La comisión de Peticiones del Parlamento Europeo ha optado por no cerrar, por ahora, dos quejas ciudadanas que denuncian una posible vulneración de los derechos de las víctimas debido al mal funcionamiento de las pulseras antimaltrato en España, mientras la Comisión Europea continúa analizando si se produjo un uso indebido de financiación europea para la compra de estos dispositivos.
Así lo ha comunicado este martes su vicepresidente, el eurodiputado polaco del PPE Fredis Beleris, quien ha precisado que será la Comisión Europea la que deba enviar una contestación formal a las dos peticiones registradas en la Eurocámara por la Confederación Española de Policía (CEP) y por la Asociación Nacional de Ayuda a Víctimas de Violencia Doméstica ANAVID.

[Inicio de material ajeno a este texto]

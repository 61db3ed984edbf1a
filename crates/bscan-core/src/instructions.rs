//! Instruction and opcode table resolution

use serde::{Deserialize, Serialize};
use tracing::debug;

use crate::ast::BsdlAst;
use crate::dut::DutError;
use crate::registers::{Resolution, BSR, BYPASS};

/// Name given to the opcode entry that declares no instruction name
///
/// Angle brackets cannot appear in a BSDL identifier, so this never collides
/// with a declared instruction.
pub const ANONYMOUS: &str = "<anonymous>";

/// An instruction, its opcode and the data register it selects
#[derive(Debug, Clone, PartialEq, Eq, Serialize, Deserialize)]
pub struct Instruction {
    pub name: String,
    /// Bit pattern loaded into IR, `None` until known
    pub opcode: Option<String>,
    /// Name of the selected register
    pub register: String,
}

impl Instruction {
    pub fn new(
        name: impl Into<String>,
        opcode: Option<String>,
        register: impl Into<String>,
    ) -> Self {
        Self {
            name: name.into(),
            opcode,
            register: register.into(),
        }
    }

    /// Instruction known by name and register only
    pub fn stub(name: impl Into<String>, register: impl Into<String>) -> Self {
        Self::new(name, None, register)
    }

    pub fn is_anonymous(&self) -> bool {
        self.name == ANONYMOUS
    }
}

/// Add an instruction unless one with the same name exists
pub fn merge_instruction(instructions: &mut Vec<Instruction>, instruction: Instruction) {
    if !instructions.iter().any(|i| i.name == instruction.name) {
        instructions.push(instruction);
    }
}

/// Assign opcodes from the instruction-opcode list
///
/// Instructions already bound to a register keep that binding and only gain
/// an opcode if they have none. New instructions go to BSR, or to BYPASS
/// for the anonymous entry.
pub fn resolve_instructions(ast: &BsdlAst, resolved: Resolution) -> Result<Resolution, DutError> {
    let Resolution {
        registers,
        mut instructions,
    } = resolved;

    let entries = ast
        .instruction_register_description
        .as_ref()
        .map(|ir| ir.instruction_opcodes.as_slice())
        .unwrap_or(&[]);

    for entry in entries {
        let (name, default_register) = match entry.instruction_name.as_deref() {
            Some(name) if !name.is_empty() => (name, BSR),
            _ => (ANONYMOUS, BYPASS),
        };

        let opcode = entry
            .opcode_list
            .iter()
            .next()
            .cloned()
            .ok_or_else(|| DutError::MalformedSection {
                section: "instruction_register_description",
                detail: format!("instruction {} has no opcode", name),
            })?;

        match instructions.iter_mut().find(|i| i.name == name) {
            Some(existing) => {
                if existing.opcode.is_none() {
                    existing.opcode = Some(opcode);
                }
            }
            None => {
                debug!(instruction = %name, register = default_register, "Instruction bound by default");
                instructions.push(Instruction::new(name, Some(opcode), default_register));
            }
        }
    }

    Ok(Resolution {
        registers,
        instructions,
    })
}
//! Scan chain: devices sharing one JTAG bus, in chain order

use serde::Serialize;
use tracing::debug;

use crate::dut::Dut;

/// Ordered set of devices on one scan chain
///
/// Position 0 is the device closest to TDI.
#[derive(Debug, Clone, Default, Serialize)]
pub struct ScanChain {
    devices: Vec<Dut>,
}

impl ScanChain {
    /// Create an empty chain
    pub fn new() -> Self {
        Self {
            devices: Vec::new(),
        }
    }

    /// Append a device and assign its chain position
    pub fn push(&mut self, mut dut: Dut) -> usize {
        let position = self.devices.len();
        dut.set_chain_position(position);
        debug!(position, name = %dut.name(), idcode = ?dut.idcode(), "Added device to chain");
        self.devices.push(dut);
        position
    }

    pub fn get(&self, position: usize) -> Option<&Dut> {
        self.devices.get(position)
    }

    pub fn iter(&self) -> impl Iterator<Item = &Dut> {
        self.devices.iter()
    }

    pub fn len(&self) -> usize {
        self.devices.len()
    }

    pub fn is_empty(&self) -> bool {
        self.devices.is_empty()
    }

    /// First device reporting an IDCODE
    pub fn find_by_idcode(&self, idcode: &str) -> Option<&Dut> {
        self.devices.iter().find(|d| d.idcode() == Some(idcode))
    }

    /// Sum of all IR lengths, `None` if any device's IR length is unknown
    pub fn total_ir_length(&self) -> Option<usize> {
        self.devices.iter().map(Dut::ir_length).sum()
    }
}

En el debate ha intervenido el representante de la CEP, David Gutiérrez Prieto, que ha reclamado que se investigue su denuncia al señalar que estas pulseras defectuosas se han financiado con fondos Next Generation, algo que ha calificado de "importantísimo" porque "las instituciones europeas deberían saber" si los equipos adquiridos con ese dinero "son de calidad y protegen los derechos fundamentales de las víctimas".
También ha tomado la palabra la asociación ANAVID, cuyo portavoz ha sostenido que la protección real de las víctimas "ha sido sacrificada en el altar de la propaganda política", por lo que ha solicitado a la Eurocámara una "auditoría técnica externa" y que no permita que "la ideología siga cegando la realidad técnica".
A continuación ha intervenido una representante de la Comisión Europea, que se ha limitado a señalar que la directiva sobre violencia doméstica fue aprobada en 2024 e incorpora una orden de protección que contempla medidas para personas en situación de riesgo, como el uso de dispositivos electrónicos.
Tras recordar que los Estados miembro disponen hasta finales de 2027 para incorporar esta directiva a sus legislaciones nacionales, el Ejecutivo comunitario ha apuntado que en el caso de España "se ha adoptado totalmente". No obstante, ha precisado que los servicios jurídicos de la Comisión continúan examinando el posible mal uso de fondos europeos, sin ofrecer por ahora más información.
En noviembre, la Comisión Europea ya indicó que conocía los problemas detectados en las pulseras telemáticas para la protección de las víctimas de violencia de género en España y anunció que evaluaría la situación, dado que de la correcta ejecución del proyecto dependen parte de los fondos de recuperación anticrisis de la Unión Europea que España podrá solicitar cuando reclame el octavo desembolso previsto en su plan nacional.
PP reclama responsabilidades políticas por las pulseras fallidas
El PP, que ha apoyado las peticiones planteadas por CEP y ANAVID, ha pedido a la Comisión Europea que exija responsabilidades al Gobierno. La eurodiputada 'popular' Rosa Estarás ha advertido de que las pulseras antimaltrato "han sufrido fallos graves durante 2024 tras el cambio en la adjudicación del servicio", lo que, a su juicio, ha "puesto en riesgo la protección de numerosas víctimas".
Según ha detallado, los juzgados han recibido múltiples avisos sobre dispositivos defectuosos y la propia Fiscalía General del Estado ha admitido en su memoria que esta situación ha dado lugar a "sobreseimientos provisionales y absoluciones de maltratadores". Por ello, ha instado a Bruselas a verificar si se han respetado las condiciones ligadas a los fondos europeos antes de autorizar nuevos pagos.
En sentido contrario, la eurodiputada socialista Sandra Gómez ha censurado el negacionismo de la violencia de género de uno de los peticionarios y de algunos grupos de la Eurocámara, y a renglón seguido ha expresado su respaldo a que la petición continúe abierta porque al PSOE "sí que le importan las víctimas".
"Por supuesto que vamos a pedir que esta petición se mantenga abierta, que se remita a la Comisión para que nos remita un informe por escrito, pero que también haga un llamamiento a la responsabilidad", ha señalado, subrayando que ninguna de las 21.000 mujeres afectadas por el fallo de las pulseras ha sido víctima mortal.
Por su parte, el eurodiputado de Vox Jorge Buxadé ha cargado contra el Gobierno por su "incompetencia en la gestión y absoluta falta de asunción de responsabilidades", y ha exigido que el presidente del Ejecutivo, Pedro Sánchez, abone "la indemnización de esas mujeres que están sufriendo porque fallen" las pulseras.